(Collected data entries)
● ● ● ● ● ● ●

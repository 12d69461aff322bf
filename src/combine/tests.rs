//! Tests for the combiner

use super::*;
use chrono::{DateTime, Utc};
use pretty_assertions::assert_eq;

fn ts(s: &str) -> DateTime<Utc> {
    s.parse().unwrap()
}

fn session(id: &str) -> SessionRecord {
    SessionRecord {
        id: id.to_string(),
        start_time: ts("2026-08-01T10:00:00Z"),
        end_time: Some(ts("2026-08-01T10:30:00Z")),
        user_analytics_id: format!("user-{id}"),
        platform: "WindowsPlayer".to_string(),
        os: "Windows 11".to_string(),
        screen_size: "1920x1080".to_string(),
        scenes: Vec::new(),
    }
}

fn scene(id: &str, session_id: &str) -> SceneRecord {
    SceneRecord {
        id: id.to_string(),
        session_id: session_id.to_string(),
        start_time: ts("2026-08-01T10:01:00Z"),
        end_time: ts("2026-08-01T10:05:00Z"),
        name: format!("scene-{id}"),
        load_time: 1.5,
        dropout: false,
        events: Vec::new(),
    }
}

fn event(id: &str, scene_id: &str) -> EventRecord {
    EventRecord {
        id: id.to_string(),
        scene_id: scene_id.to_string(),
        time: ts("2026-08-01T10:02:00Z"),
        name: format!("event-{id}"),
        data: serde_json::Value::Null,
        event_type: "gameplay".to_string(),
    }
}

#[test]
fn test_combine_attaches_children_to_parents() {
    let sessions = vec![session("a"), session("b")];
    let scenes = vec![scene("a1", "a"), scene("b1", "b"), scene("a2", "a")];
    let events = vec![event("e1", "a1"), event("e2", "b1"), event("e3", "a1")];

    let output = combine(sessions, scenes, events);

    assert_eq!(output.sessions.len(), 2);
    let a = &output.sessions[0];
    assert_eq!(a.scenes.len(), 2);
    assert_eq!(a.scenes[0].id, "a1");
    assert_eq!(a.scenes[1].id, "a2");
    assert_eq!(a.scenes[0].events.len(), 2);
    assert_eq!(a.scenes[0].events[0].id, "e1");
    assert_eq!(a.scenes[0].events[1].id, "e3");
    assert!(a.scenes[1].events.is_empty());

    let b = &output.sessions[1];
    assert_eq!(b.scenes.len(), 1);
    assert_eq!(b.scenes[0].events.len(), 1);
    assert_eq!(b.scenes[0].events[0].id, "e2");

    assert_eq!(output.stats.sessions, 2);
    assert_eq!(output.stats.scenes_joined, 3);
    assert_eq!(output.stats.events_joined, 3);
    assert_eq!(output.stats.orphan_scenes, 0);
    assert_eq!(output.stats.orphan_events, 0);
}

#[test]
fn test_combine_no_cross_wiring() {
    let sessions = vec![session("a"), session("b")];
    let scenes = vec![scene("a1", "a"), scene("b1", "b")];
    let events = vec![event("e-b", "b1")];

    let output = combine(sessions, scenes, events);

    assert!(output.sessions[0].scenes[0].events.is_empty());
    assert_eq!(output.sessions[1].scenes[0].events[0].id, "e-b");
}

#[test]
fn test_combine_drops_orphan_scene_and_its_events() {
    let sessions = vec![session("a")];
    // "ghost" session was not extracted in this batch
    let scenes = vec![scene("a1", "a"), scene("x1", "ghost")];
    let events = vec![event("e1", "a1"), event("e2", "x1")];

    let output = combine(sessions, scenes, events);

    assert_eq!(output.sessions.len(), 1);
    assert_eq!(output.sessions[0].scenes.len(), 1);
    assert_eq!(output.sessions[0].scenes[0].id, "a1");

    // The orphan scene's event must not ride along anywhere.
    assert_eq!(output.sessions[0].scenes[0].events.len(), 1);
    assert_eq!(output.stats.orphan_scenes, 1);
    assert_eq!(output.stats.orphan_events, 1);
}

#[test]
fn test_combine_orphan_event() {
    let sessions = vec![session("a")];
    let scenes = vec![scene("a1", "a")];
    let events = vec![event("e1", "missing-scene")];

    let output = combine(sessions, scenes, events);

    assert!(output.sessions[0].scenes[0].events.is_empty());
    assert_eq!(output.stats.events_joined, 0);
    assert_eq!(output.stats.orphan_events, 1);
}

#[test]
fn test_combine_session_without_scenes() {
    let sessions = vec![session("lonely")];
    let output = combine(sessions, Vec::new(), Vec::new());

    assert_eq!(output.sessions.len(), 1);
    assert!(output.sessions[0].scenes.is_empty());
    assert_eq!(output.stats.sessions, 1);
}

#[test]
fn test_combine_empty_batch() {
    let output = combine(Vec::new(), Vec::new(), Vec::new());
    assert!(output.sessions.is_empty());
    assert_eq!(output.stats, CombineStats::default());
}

● ● ● ● ● ● ●

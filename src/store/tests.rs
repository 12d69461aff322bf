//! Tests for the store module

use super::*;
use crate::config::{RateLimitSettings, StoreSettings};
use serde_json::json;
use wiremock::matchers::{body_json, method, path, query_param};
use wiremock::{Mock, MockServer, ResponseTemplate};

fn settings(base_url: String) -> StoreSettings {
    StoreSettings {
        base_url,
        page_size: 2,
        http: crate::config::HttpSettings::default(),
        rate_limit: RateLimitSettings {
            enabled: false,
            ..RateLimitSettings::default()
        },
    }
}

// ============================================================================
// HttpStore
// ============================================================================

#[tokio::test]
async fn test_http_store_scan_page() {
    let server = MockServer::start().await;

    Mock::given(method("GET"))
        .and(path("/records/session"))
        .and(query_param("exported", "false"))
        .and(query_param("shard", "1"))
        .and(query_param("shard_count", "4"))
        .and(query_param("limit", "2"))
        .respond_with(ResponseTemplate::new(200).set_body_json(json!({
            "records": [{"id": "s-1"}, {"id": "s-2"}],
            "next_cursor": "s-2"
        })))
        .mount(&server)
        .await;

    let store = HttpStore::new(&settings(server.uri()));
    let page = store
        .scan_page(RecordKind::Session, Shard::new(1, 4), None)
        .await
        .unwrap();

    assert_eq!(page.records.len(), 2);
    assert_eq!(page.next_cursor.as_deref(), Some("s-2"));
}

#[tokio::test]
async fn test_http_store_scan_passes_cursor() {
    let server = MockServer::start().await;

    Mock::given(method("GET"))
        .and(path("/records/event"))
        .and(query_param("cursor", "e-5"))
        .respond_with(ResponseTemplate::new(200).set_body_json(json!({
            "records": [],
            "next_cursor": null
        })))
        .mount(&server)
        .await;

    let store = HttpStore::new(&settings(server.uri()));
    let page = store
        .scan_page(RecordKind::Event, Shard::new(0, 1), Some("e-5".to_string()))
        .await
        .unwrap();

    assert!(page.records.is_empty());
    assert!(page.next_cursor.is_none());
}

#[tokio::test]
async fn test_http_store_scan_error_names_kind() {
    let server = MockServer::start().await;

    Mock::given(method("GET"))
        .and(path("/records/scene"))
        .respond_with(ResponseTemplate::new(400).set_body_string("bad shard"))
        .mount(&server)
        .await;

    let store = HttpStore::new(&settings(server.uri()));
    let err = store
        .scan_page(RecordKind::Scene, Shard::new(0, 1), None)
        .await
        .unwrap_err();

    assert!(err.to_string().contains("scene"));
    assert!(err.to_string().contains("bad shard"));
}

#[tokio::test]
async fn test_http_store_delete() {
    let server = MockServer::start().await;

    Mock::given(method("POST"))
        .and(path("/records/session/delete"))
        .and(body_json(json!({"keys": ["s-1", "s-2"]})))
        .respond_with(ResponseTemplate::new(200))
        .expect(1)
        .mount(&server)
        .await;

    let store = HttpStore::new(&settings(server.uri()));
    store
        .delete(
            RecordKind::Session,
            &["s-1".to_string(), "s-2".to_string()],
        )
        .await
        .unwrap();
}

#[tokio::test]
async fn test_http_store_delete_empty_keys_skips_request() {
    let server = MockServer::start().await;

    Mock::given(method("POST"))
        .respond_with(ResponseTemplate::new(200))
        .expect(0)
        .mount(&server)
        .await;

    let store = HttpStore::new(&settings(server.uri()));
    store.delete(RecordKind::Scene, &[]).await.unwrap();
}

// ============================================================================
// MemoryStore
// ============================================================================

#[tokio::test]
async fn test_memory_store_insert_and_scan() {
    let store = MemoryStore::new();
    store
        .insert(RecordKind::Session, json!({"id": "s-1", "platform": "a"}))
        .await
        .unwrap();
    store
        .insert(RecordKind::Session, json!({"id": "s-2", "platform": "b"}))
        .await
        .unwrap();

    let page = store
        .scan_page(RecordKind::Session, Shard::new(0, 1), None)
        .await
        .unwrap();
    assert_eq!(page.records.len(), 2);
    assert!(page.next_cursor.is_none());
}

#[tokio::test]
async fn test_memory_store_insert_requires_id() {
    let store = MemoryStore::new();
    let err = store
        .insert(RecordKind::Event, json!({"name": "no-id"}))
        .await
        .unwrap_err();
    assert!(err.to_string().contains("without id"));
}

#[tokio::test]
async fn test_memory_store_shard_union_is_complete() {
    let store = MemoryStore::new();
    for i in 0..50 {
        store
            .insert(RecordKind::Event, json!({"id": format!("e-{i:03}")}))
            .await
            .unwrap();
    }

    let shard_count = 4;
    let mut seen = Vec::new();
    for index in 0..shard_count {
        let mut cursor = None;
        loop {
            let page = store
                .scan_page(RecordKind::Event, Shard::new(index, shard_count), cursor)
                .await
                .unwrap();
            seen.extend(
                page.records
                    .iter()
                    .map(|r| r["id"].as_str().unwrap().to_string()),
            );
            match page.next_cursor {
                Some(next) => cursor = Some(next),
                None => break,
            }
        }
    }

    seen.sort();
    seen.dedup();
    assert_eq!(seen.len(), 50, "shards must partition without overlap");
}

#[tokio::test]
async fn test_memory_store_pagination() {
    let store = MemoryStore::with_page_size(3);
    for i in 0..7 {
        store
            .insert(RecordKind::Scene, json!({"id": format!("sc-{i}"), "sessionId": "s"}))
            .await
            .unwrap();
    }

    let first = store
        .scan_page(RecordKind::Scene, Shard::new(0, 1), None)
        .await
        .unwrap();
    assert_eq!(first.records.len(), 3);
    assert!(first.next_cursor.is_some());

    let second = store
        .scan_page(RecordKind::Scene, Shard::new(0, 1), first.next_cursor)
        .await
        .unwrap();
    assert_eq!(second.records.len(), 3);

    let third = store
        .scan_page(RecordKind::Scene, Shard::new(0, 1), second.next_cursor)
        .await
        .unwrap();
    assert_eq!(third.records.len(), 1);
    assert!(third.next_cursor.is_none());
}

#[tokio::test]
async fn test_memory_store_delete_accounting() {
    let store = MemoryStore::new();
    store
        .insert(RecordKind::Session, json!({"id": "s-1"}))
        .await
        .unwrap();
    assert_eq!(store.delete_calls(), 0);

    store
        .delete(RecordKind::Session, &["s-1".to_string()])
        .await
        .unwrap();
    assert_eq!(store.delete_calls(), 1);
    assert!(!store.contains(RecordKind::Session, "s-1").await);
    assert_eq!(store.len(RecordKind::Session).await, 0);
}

● ● ● ● ● ● ●

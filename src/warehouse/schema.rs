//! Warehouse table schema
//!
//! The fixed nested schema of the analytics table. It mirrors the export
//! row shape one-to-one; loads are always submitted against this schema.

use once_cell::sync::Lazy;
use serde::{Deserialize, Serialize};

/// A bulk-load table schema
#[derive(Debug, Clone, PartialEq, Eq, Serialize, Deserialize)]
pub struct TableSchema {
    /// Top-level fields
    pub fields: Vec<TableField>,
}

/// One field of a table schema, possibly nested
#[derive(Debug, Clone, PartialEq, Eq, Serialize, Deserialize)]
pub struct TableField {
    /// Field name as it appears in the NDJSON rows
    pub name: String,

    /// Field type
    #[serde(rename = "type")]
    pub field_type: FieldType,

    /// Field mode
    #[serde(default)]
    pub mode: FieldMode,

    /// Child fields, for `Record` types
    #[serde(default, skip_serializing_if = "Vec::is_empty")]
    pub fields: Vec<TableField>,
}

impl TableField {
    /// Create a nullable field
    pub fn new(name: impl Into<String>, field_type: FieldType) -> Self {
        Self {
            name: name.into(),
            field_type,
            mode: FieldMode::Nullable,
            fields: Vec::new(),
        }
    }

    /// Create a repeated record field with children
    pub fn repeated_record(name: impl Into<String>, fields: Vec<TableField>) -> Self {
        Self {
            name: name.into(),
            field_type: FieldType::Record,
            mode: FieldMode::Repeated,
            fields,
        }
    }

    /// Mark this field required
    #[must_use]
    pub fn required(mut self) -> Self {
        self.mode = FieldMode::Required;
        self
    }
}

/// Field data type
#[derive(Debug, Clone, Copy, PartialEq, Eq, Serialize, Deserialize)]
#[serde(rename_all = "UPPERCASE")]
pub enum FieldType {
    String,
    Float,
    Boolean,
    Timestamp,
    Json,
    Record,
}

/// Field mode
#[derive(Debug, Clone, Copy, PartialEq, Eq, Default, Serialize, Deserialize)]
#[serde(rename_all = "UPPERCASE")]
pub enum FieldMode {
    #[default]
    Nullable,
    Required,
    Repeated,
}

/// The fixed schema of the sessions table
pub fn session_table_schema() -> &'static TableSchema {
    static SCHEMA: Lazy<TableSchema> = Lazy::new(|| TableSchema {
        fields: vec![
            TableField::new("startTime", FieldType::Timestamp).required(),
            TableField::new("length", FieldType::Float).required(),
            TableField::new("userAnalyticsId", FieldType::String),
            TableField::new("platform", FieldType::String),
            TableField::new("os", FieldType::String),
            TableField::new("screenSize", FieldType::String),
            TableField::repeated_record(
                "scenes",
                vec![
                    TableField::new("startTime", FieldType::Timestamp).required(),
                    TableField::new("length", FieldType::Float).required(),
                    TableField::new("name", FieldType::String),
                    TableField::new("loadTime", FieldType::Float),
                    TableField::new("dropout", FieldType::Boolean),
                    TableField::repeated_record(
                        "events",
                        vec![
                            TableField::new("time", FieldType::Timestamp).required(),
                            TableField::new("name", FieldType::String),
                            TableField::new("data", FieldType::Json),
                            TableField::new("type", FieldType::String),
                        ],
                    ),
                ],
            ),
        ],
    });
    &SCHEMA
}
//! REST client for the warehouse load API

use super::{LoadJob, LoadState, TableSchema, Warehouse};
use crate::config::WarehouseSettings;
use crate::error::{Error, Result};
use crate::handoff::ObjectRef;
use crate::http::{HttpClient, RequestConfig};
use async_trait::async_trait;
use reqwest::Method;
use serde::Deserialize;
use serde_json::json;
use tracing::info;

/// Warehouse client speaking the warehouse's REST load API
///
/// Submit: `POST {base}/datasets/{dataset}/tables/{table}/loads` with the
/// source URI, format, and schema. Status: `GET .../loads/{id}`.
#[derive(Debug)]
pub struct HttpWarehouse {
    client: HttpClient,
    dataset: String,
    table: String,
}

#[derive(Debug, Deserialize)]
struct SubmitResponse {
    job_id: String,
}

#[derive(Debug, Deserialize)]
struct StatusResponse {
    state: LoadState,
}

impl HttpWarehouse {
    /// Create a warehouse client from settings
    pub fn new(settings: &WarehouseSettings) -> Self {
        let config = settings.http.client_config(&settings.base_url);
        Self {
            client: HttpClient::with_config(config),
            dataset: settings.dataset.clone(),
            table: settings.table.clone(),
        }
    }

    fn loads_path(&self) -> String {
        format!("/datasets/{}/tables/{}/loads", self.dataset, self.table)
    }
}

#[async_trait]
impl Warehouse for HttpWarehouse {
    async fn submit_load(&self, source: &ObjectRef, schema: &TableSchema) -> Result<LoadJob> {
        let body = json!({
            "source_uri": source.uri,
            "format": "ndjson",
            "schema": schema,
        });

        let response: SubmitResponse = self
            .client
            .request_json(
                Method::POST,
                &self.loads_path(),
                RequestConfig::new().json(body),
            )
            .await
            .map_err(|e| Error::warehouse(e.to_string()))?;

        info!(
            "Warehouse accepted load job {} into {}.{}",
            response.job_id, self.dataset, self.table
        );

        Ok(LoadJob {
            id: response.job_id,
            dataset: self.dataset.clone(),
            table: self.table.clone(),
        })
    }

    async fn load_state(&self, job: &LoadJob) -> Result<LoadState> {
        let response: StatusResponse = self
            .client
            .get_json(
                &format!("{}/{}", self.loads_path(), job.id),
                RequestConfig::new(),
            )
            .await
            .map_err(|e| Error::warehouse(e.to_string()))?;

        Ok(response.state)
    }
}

● ● ● ● ● ● ●

* ACTION ITEM *
From the records above, return each line that has the string "seen".

* EXPECTED ANSWER *
    let mut seen = Vec::new();
            seen.extend(
    seen.sort();
    seen.dedup();
    assert_eq!(seen.len(), 50, "shards must partition without overlap");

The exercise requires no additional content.